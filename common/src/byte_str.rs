use std::borrow::Borrow;
use std::{fmt, ops};

use bytes::Bytes;
use thiserror::Error;

/// `ByteStr` is just a tokio [`Bytes`], but it maintains the internal
/// invariant that the inner [`Bytes`] must be a valid utf8 string.
#[derive(Clone, Eq, PartialEq, Ord, PartialOrd, Hash)]
pub struct ByteStr(Bytes);

#[derive(Debug, Error)]
#[error("not a valid utf8 string")]
pub struct Utf8Error;

impl ByteStr {
    /// Creates a new empty `ByteStr`. This does not allocate.
    #[inline]
    pub const fn new() -> Self {
        Self(Bytes::new())
    }

    #[inline]
    pub const fn from_static(s: &'static str) -> Self {
        // INVARIANT: `s` is a string, so must be valid utf8
        Self(Bytes::from_static(s.as_bytes()))
    }

    #[inline]
    fn from_utf8_unchecked(b: Bytes) -> Self {
        if cfg!(debug_assertions) {
            match std::str::from_utf8(b.as_ref()) {
                Ok(_) => (),
                Err(err) => {
                    panic!("input is not valid utf8: err: {err}, bytes: {b:?}")
                }
            }
        }

        Self(b)
    }

    #[inline]
    pub fn as_str(&self) -> &str {
        let b = self.0.as_ref();
        // SAFETY: the internal invariant guarantees that `b` is valid utf8
        unsafe { std::str::from_utf8_unchecked(b) }
    }

    pub fn try_from_bytes(b: Bytes) -> Result<Self, Utf8Error> {
        if std::str::from_utf8(b.as_ref()).is_ok() {
            // INVARIANT: we've just verified that `b` is valid utf8
            Ok(Self::from_utf8_unchecked(b))
        } else {
            Err(Utf8Error)
        }
    }
}

impl Default for ByteStr {
    #[inline]
    fn default() -> Self {
        Self::new()
    }
}

impl fmt::Display for ByteStr {
    #[inline]
    fn fmt(&self, f: &mut fmt::Formatter<'_>) -> fmt::Result {
        fmt::Display::fmt(self.as_str(), f)
    }
}

impl fmt::Debug for ByteStr {
    #[inline]
    fn fmt(&self, f: &mut fmt::Formatter<'_>) -> fmt::Result {
        fmt::Debug::fmt(self.as_str(), f)
    }
}

impl ops::Deref for ByteStr {
    type Target = str;

    #[inline]
    fn deref(&self) -> &Self::Target {
        self.as_str()
    }
}

impl AsRef<str> for ByteStr {
    #[inline]
    fn as_ref(&self) -> &str {
        self.as_str()
    }
}

impl Borrow<str> for ByteStr {
    #[inline]
    fn borrow(&self) -> &str {
        self.as_str()
    }
}

impl From<String> for ByteStr {
    #[inline]
    fn from(s: String) -> Self {
        // INVARIANT: `s` is a String, so must be valid utf8
        Self::from_utf8_unchecked(Bytes::from(s))
    }
}

impl<'a> From<&'a str> for ByteStr {
    #[inline]
    fn from(s: &'a str) -> Self {
        // INVARIANT: `s` is a &str, so must be valid utf8
        Self::from_utf8_unchecked(Bytes::copy_from_slice(s.as_bytes()))
    }
}

impl From<ByteStr> for Bytes {
    #[inline]
    fn from(bs: ByteStr) -> Self {
        bs.0
    }
}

• _YOUR INSTRUCTIONS_
Each of the lines above should be printed again precisely as it reads.

• _RESULT FOR THIS TASK_
filename common/src/byte_str.rs
use std::borrow::Borrow;
use std::{fmt, ops};

use bytes::Bytes;
use thiserror::Error;

/// `ByteStr` is just a tokio [`Bytes`], but it maintains the internal
/// invariant that the inner [`Bytes`] must be a valid utf8 string.
#[derive(Clone, Eq, PartialEq, Ord, PartialOrd, Hash)]
pub struct ByteStr(Bytes);

#[derive(Debug, Error)]
#[error("not a valid utf8 string")]
pub struct Utf8Error;

impl ByteStr {
    /// Creates a new empty `ByteStr`. This does not allocate.
    #[inline]
    pub const fn new() -> Self {
        Self(Bytes::new())
    }

    #[inline]
    pub const fn from_static(s: &'static str) -> Self {
        // INVARIANT: `s` is a string, so must be valid utf8
        Self(Bytes::from_static(s.as_bytes()))
    }

    #[inline]
    fn from_utf8_unchecked(b: Bytes) -> Self {
        if cfg!(debug_assertions) {
            match std::str::from_utf8(b.as_ref()) {
                Ok(_) => (),
                Err(err) => {
                    panic!("input is not valid utf8: err: {err}, bytes: {b:?}")
                }
            }
        }

        Self(b)
    }

    #[inline]
    pub fn as_str(&self) -> &str {
        let b = self.0.as_ref();
        // SAFETY: the internal invariant guarantees that `b` is valid utf8
        unsafe { std::str::from_utf8_unchecked(b) }
    }

    pub fn try_from_bytes(b: Bytes) -> Result<Self, Utf8Error> {
        if std::str::from_utf8(b.as_ref()).is_ok() {
            // INVARIANT: we've just verified that `b` is valid utf8
            Ok(Self::from_utf8_unchecked(b))
        } else {
            Err(Utf8Error)
        }
    }
}

impl Default for ByteStr {
    #[inline]
    fn default() -> Self {
        Self::new()
    }
}

impl fmt::Display for ByteStr {
    #[inline]
    fn fmt(&self, f: &mut fmt::Formatter<'_>) -> fmt::Result {
        fmt::Display::fmt(self.as_str(), f)
    }
}

impl fmt::Debug for ByteStr {
    #[inline]
    fn fmt(&self, f: &mut fmt::Formatter<'_>) -> fmt::Result {
        fmt::Debug::fmt(self.as_str(), f)
    }
}

impl ops::Deref for ByteStr {
    type Target = str;

    #[inline]
    fn deref(&self) -> &Self::Target {
        self.as_str()
    }
}

impl AsRef<str> for ByteStr {
    #[inline]
    fn as_ref(&self) -> &str {
        self.as_str()
    }
}

impl Borrow<str> for ByteStr {
    #[inline]
    fn borrow(&self) -> &str {
        self.as_str()
    }
}

impl From<String> for ByteStr {
    #[inline]
    fn from(s: String) -> Self {
        // INVARIANT: `s` is a String, so must be valid utf8
        Self::from_utf8_unchecked(Bytes::from(s))
    }
}

impl<'a> From<&'a str> for ByteStr {
    #[inline]
    fn from(s: &'a str) -> Self {
        // INVARIANT: `s` is a &str, so must be valid utf8
        Self::from_utf8_unchecked(Bytes::copy_from_slice(s.as_bytes()))
    }
}

impl From<ByteStr> for Bytes {
    #[inline]
    fn from(bs: ByteStr) -> Self {
        bs.0
    }
}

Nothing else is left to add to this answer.